Janela presente na antiga Fábrica de sal em Ribeirão Pires Foto: Adélia Nicolete |
Muito se fala da memória dos elefantes, forte como eles. Da
memória dos peixes também se fala: é curta. Das coisas, as paredes têm ouvidos,
dizem, e talvez por isso guardem lembranças além dos rabiscos, marcas diversas,
digitais. A tinta, nova ou desbotada, revela. A veia aberta – o trinco – de fora
a fora, de cima a baixo, contam dos abalos. As paredes têm ouvidos e memória. Os
tijolos.
Quando de barro, os tijolos guardam um pouco de quem os moldou.
Assentados, guardam o capricho do mestre ou a distração do moço recém chegado, enamorado,
saudoso, morto de cansado. O edifício guarda lembrança de quem o construiu e
frequentou.
Mais do que penso, compreendo pelo sentir, que a memória do
sal existe é fora dele. Na água do mar e depois na pele queimada. Na língua,
nos olhos que ardem. Na fervura que cresce. Na hemorragia que estanca, na ferida
que seca e já não é mais. A memória do sal está na ferrugem, na corrosão das
paredes – num recado sutil, mas absolutamente claro, de que o tempo passa, de
que tudo passa, até que nada do que hoje é seja lembrado.

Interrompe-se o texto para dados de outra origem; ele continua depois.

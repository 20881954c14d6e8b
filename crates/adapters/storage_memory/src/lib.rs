//! # hamock-adapter-storage-memory
//!
//! In-memory implementation of the [`EntityStore`](hamock_app::ports::EntityStore) port.
//!
//! ## Responsibilities
//! - Hold the seeded entities for the lifetime of the process
//! - Preserve seed order for listings
//! - Serialize mutations behind a single lock so readers never see a
//!   half-applied transition
//!
//! Nothing is persisted: a restart brings back the seed data.
//!
//! ## Dependency rule
//! Depends on `hamock-app` (for port traits) and `hamock-domain` (for domain types).
//! The `app` and `domain` crates must never reference this adapter.

mod entity_store;

pub use entity_store::InMemoryEntityStore;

Vista geral da antiga Fábrica (moinho) de sal Foto: Adélia Nicolete |
Em 22 de março de 2016, por iniciativa do Coletivo Sal da
Terra, conduzi um Ateliê de Memórias no Complexo Cultural Ibrahin Alves Lima em Ribeirão Pires. Doze pessoas reuniram-se em mais uma das ações que
visam a reconduzir o destino daquele espaço, atualmente ameaçado de demolição,
para os trilhos da cultura.
Participantes do Ateliê de Memórias Foto: Adélia Nicolete |
A proposta do Ateliê foi a criação de textos memorialísticos nascidos
do contato direto com a arquitetura do local, com ênfase na Fábrica, construída
em 1898 e que já abrigou moinhos de farinha e sal, processamento de adubo e
salitre, depósito de pólvora, fiação de seda e, no início deste século, uma
escola de música.
Que tanto essa fábrica viu e ouviu, mas o sal da nossa pressa
corroeu sem deixar sabor? Foi esse o estímulo para a escrita.
Detalhe da parede externa da Fábrica de sal Foto: Adélia Nicolete |
Ver e ouvir as paredes e os tijolos. Interpretar a ferrugem. Dialogar
com o medo, com o abandono, disputar espaço com o lixo e as fezes. Compactuar com
o verde que brota, teimoso e incauto, rumo à vida – como observou uma das
participantes. Rumo à construção de novas memórias.
Trecho do Complexo Educacional visto a partir da ferrugem das janelas Foto: Adélia Nicolete |
Para além de registrar histórias reais de antigos moradores
ou funcionários – ação pretendida para breve pelo Coletivo – o Ateliê de Memórias tem a
vocação de fabular verdades possíveis porque humanas. Despertar a sensibilidade
para o sabor do trabalho, dos conflitos e das paixões que temperaram o espaço
fabril. Deixar que as narinas ardam com o vazio, que a saliva e os olhos traduzam
em palavras as memórias do sal.
Daí brotaram onze textos nos mais diversos estilos e até uma música. Eles foram compartilhados no grupo, analisados e cada autor teve a oportunidade de ouvir comentários e sugestões que, se considerados, poderão levar a uma reescrita.
A vida que teima em brotar Foto: Adélia Nicolete |
Qual o sentido disso?! Numa cidade de quase 120 mil habitantes, apenas doze (comigo 13 apóstolos) se reunirem pra inventar memórias? Para que? Que diferença faz?!
Mais do que penso, compreendo pelo sentir, que a memória do sal está no que ele preserva. Naquela tarde de 22 de março, nós fomos o sal. E isso deve fazer algum sentido.
* * *
Obrigada ao Coletivo Sal da Terra pelo Encontro, aos
funcionários da Biblioteca Municipal pelo ambiente de escrita. Muito obrigada
aos participantes pela partilha sensível.